Every line below that holds "dropped" must be copied.

==== ENTRIES SUPPLIED

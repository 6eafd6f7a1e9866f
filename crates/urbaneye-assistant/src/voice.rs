//! Voice bridge: speech input into the compose field and spoken replies.
//!
//! The bridge never touches session state. Recognition produces candidate
//! input text in the compose buffer; synthesis reads completed assistant
//! text aloud. Platform speech engines plug in through [`SpeechRecognizer`]
//! and [`SpeechSynthesizer`].

use std::ops::RangeInclusive;
use std::pin::Pin;
use std::sync::{Arc, Mutex, MutexGuard};

use futures::{Stream, StreamExt};
use tokio::sync::oneshot;
use urbaneye_core::config::VoiceConfig;

use crate::error::AssistantError;
use crate::types::MessageId;

/// English (India).
pub const ENGLISH_INDIA: &str = "en-IN";

/// Hindi (India).
pub const HINDI_INDIA: &str = "hi-IN";

/// Unicode Devanagari block.
pub const DEVANAGARI: RangeInclusive<char> = '\u{0900}'..='\u{097F}';

/// Whether `text` contains any Devanagari character.
pub fn contains_devanagari(text: &str) -> bool {
    text.chars().any(|c| DEVANAGARI.contains(&c))
}

/// Locale to speak `text` in.
pub fn detect_locale(text: &str) -> &'static str {
    if contains_devanagari(text) {
        HINDI_INDIA
    } else {
        ENGLISH_INDIA
    }
}

// ---------------------------------------------------------------------------
// Platform seams
// ---------------------------------------------------------------------------

/// Event emitted by a recognizer while listening.
#[derive(Debug, Clone, PartialEq)]
pub enum RecognitionEvent {
    /// Interim hypothesis; discarded by the bridge.
    Partial(String),
    /// Final transcript.
    Final(String),
    /// Recognition failed (no speech, permission denied, ...).
    Error(String),
}

/// Events from one listening pass. Ends when the recognizer stops.
pub type RecognitionStream = Pin<Box<dyn Stream<Item = RecognitionEvent> + Send>>;

/// Platform speech recognizer, one locale at a time, non-continuous.
pub trait SpeechRecognizer: Send + Sync {
    fn is_available(&self) -> bool;

    /// Begin a single listening pass in `locale`.
    fn start(&self, locale: &str) -> Result<RecognitionStream, AssistantError>;

    /// Stop listening; the current stream ends.
    fn stop(&self);
}

/// One spoken reply.
#[derive(Debug, Clone, PartialEq)]
pub struct Utterance {
    pub text: String,
    pub locale: String,
    pub rate: f32,
    pub pitch: f32,
}

/// How an utterance ended.
#[derive(Debug, Clone, Copy, PartialEq, Eq)]
pub enum SpeechEnd {
    Completed,
    Interrupted,
}

/// Platform speech synthesizer.
pub trait SpeechSynthesizer: Send + Sync {
    fn is_available(&self) -> bool;

    /// Begin speaking. The receiver resolves when the utterance ends or is
    /// interrupted.
    fn speak(
        &self,
        utterance: Utterance,
    ) -> Result<oneshot::Receiver<SpeechEnd>, AssistantError>;

    /// Interrupt whatever is being spoken.
    fn cancel(&self);
}

/// Recognizer for environments without speech input.
#[derive(Debug, Default, Clone, Copy)]
pub struct UnsupportedRecognizer;

impl SpeechRecognizer for UnsupportedRecognizer {
    fn is_available(&self) -> bool {
        false
    }

    fn start(&self, _locale: &str) -> Result<RecognitionStream, AssistantError> {
        Err(AssistantError::RecognitionUnavailable)
    }

    fn stop(&self) {}
}

/// Synthesizer for environments without speech output.
#[derive(Debug, Default, Clone, Copy)]
pub struct UnsupportedSynthesizer;

impl SpeechSynthesizer for UnsupportedSynthesizer {
    fn is_available(&self) -> bool {
        false
    }

    fn speak(
        &self,
        _utterance: Utterance,
    ) -> Result<oneshot::Receiver<SpeechEnd>, AssistantError> {
        Err(AssistantError::SynthesisUnavailable)
    }

    fn cancel(&self) {}
}

// ---------------------------------------------------------------------------
// VoiceBridge
// ---------------------------------------------------------------------------

#[derive(Debug)]
struct VoiceState {
    recording: bool,
    /// Bumped on every start/stop so a stale listening pass can tell.
    listen_seq: u64,
    /// `true` when the alternate locale is selected for recognition.
    alternate: bool,
    compose: String,
    speaking: Option<MessageId>,
    /// Bumped on every utterance so a stale completion can tell.
    speech_seq: u64,
}

/// Connects platform speech engines to the assistant panel.
pub struct VoiceBridge {
    recognizer: Arc<dyn SpeechRecognizer>,
    synthesizer: Arc<dyn SpeechSynthesizer>,
    config: VoiceConfig,
    state: Mutex<VoiceState>,
}

impl std::fmt::Debug for VoiceBridge {
    fn fmt(&self, f: &mut std::fmt::Formatter<'_>) -> std::fmt::Result {
        f.debug_struct("VoiceBridge")
            .field("config", &self.config)
            .field("state", &self.state)
            .finish()
    }
}

impl VoiceBridge {
    pub fn new(
        recognizer: Arc<dyn SpeechRecognizer>,
        synthesizer: Arc<dyn SpeechSynthesizer>,
        config: VoiceConfig,
    ) -> Self {
        Self {
            recognizer,
            synthesizer,
            config,
            state: Mutex::new(VoiceState {
                recording: false,
                listen_seq: 0,
                alternate: false,
                compose: String::new(),
                speaking: None,
                speech_seq: 0,
            }),
        }
    }

    /// A bridge with neither input nor output available.
    pub fn unsupported(config: VoiceConfig) -> Self {
        Self::new(
            Arc::new(UnsupportedRecognizer),
            Arc::new(UnsupportedSynthesizer),
            config,
        )
    }

    fn lock(&self) -> MutexGuard<'_, VoiceState> {
        self.state
            .lock()
            .unwrap_or_else(|poisoned| poisoned.into_inner())
    }

    pub fn recognition_available(&self) -> bool {
        self.recognizer.is_available()
    }

    pub fn synthesis_available(&self) -> bool {
        self.synthesizer.is_available()
    }

    pub fn is_recording(&self) -> bool {
        self.lock().recording
    }

    /// Recognition locale currently selected.
    pub fn locale(&self) -> String {
        if self.lock().alternate {
            self.config.alternate_locale.clone()
        } else {
            self.config.default_locale.clone()
        }
    }

    /// Switch the recognition locale. Stops an active recording first.
    pub fn toggle_locale(&self) -> String {
        self.stop_listening();
        {
            let mut state = self.lock();
            state.alternate = !state.alternate;
        }
        let locale = self.locale();
        tracing::info!(locale = %locale, "Voice input locale changed");
        locale
    }

    // ---- Compose buffer ----

    pub fn compose(&self) -> String {
        self.lock().compose.clone()
    }

    pub fn set_compose(&self, text: impl Into<String>) {
        self.lock().compose = text.into();
    }

    /// Take the compose text, leaving the buffer empty.
    pub fn take_compose(&self) -> String {
        std::mem::take(&mut self.lock().compose)
    }

    // ---- Recognition ----

    /// Open a listening pass. Pair with [`VoiceBridge::finish_listening`].
    pub fn start_listening(&self) -> Result<ListeningPass, AssistantError> {
        if !self.recognizer.is_available() {
            return Err(AssistantError::RecognitionUnavailable);
        }
        if self.is_recording() {
            self.stop_listening();
        }

        let locale = self.locale();
        let events = self.recognizer.start(&locale)?;

        let mut state = self.lock();
        state.recording = true;
        state.listen_seq += 1;
        tracing::info!(locale = %locale, "Voice input started");
        Ok(ListeningPass {
            seq: state.listen_seq,
            events,
        })
    }

    /// Wait for the pass to end. A final transcript replaces the compose text
    /// and is returned; errors and end-without-result return `None`.
    pub async fn finish_listening(&self, pass: ListeningPass) -> Option<String> {
        let ListeningPass { seq, mut events } = pass;

        while let Some(event) = events.next().await {
            match event {
                RecognitionEvent::Partial(text) => {
                    tracing::debug!(len = text.len(), "Interim transcript discarded");
                }
                RecognitionEvent::Final(text) => {
                    let accepted = {
                        let mut state = self.lock();
                        if state.recording && state.listen_seq == seq {
                            state.recording = false;
                            state.compose = text.clone();
                            true
                        } else {
                            false
                        }
                    };
                    if !accepted {
                        return None;
                    }
                    self.recognizer.stop();
                    tracing::info!(len = text.len(), "Voice input transcribed");
                    return Some(text);
                }
                RecognitionEvent::Error(reason) => {
                    tracing::warn!(reason = %reason, "Voice input failed");
                    self.end_pass(seq);
                    return None;
                }
            }
        }

        tracing::debug!("Voice input ended without a result");
        self.end_pass(seq);
        None
    }

    /// Start listening and wait for the transcript.
    pub async fn listen(&self) -> Result<Option<String>, AssistantError> {
        let pass = self.start_listening()?;
        Ok(self.finish_listening(pass).await)
    }

    /// Stop an active recording and return to idle.
    pub fn stop_listening(&self) {
        let was_recording = {
            let mut state = self.lock();
            let was_recording = state.recording;
            state.recording = false;
            state.listen_seq += 1;
            was_recording
        };
        if was_recording {
            self.recognizer.stop();
            tracing::info!("Voice input stopped");
        }
    }

    fn end_pass(&self, seq: u64) {
        let mut state = self.lock();
        if state.listen_seq == seq {
            state.recording = false;
        }
    }

    // ---- Synthesis ----

    /// Message currently being read aloud.
    pub fn speaking(&self) -> Option<MessageId> {
        self.lock().speaking
    }

    /// Read `text` aloud as message `id`, interrupting any current utterance.
    /// Resolves when the utterance completes or is interrupted.
    pub async fn speak(&self, id: MessageId, text: &str) -> Result<SpeechEnd, AssistantError> {
        if !self.synthesizer.is_available() {
            return Err(AssistantError::SynthesisUnavailable);
        }

        self.synthesizer.cancel();
        let utterance = Utterance {
            text: text.to_string(),
            locale: detect_locale(text).to_string(),
            rate: self.config.rate,
            pitch: self.config.pitch,
        };
        tracing::info!(message_id = %id, locale = %utterance.locale, "Speaking assistant reply");

        let done = self.synthesizer.speak(utterance)?;
        let seq = {
            let mut state = self.lock();
            state.speech_seq += 1;
            state.speaking = Some(id);
            state.speech_seq
        };
        let mut guard = SpeechGuard {
            bridge: self,
            seq,
            ended: false,
        };

        // A dropped sender means the engine went away mid-utterance.
        let end = done.await.unwrap_or(SpeechEnd::Interrupted);
        guard.ended = true;
        Ok(end)
    }

    /// Interrupt speech and clear the speaking id.
    pub fn stop_speaking(&self) {
        self.synthesizer.cancel();
        let mut state = self.lock();
        state.speech_seq += 1;
        state.speaking = None;
    }
}

/// Clears the speaking id when an utterance ends or its `speak` future is dropped.
struct SpeechGuard<'a> {
    bridge: &'a VoiceBridge,
    seq: u64,
    ended: bool,
}

impl Drop for SpeechGuard<'_> {
    fn drop(&mut self) {
        let mut state = self.bridge.lock();
        if state.speech_seq != self.seq {
            return;
        }
        state.speaking = None;
        if !self.ended {
            drop(state);
            tracing::debug!("Speech abandoned by caller; cancelling utterance");
            self.bridge.synthesizer.cancel();
        }
    }
}

/// One listening pass opened by [`VoiceBridge::start_listening`].
pub struct ListeningPass {
    seq: u64,
    events: RecognitionStream,
}

impl std::fmt::Debug for ListeningPass {
    fn fmt(&self, f: &mut std::fmt::Formatter<'_>) -> std::fmt::Result {
        f.debug_struct("ListeningPass").field("seq", &self.seq).finish()
    }
}

// =============================================================================
// Tests
// =============================================================================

========

== RESULT FOR THIS EXERCISE ==
        // A dropped sender means the engine went away mid-utterance.
/// Clears the speaking id when an utterance ends or its `speak` future is dropped.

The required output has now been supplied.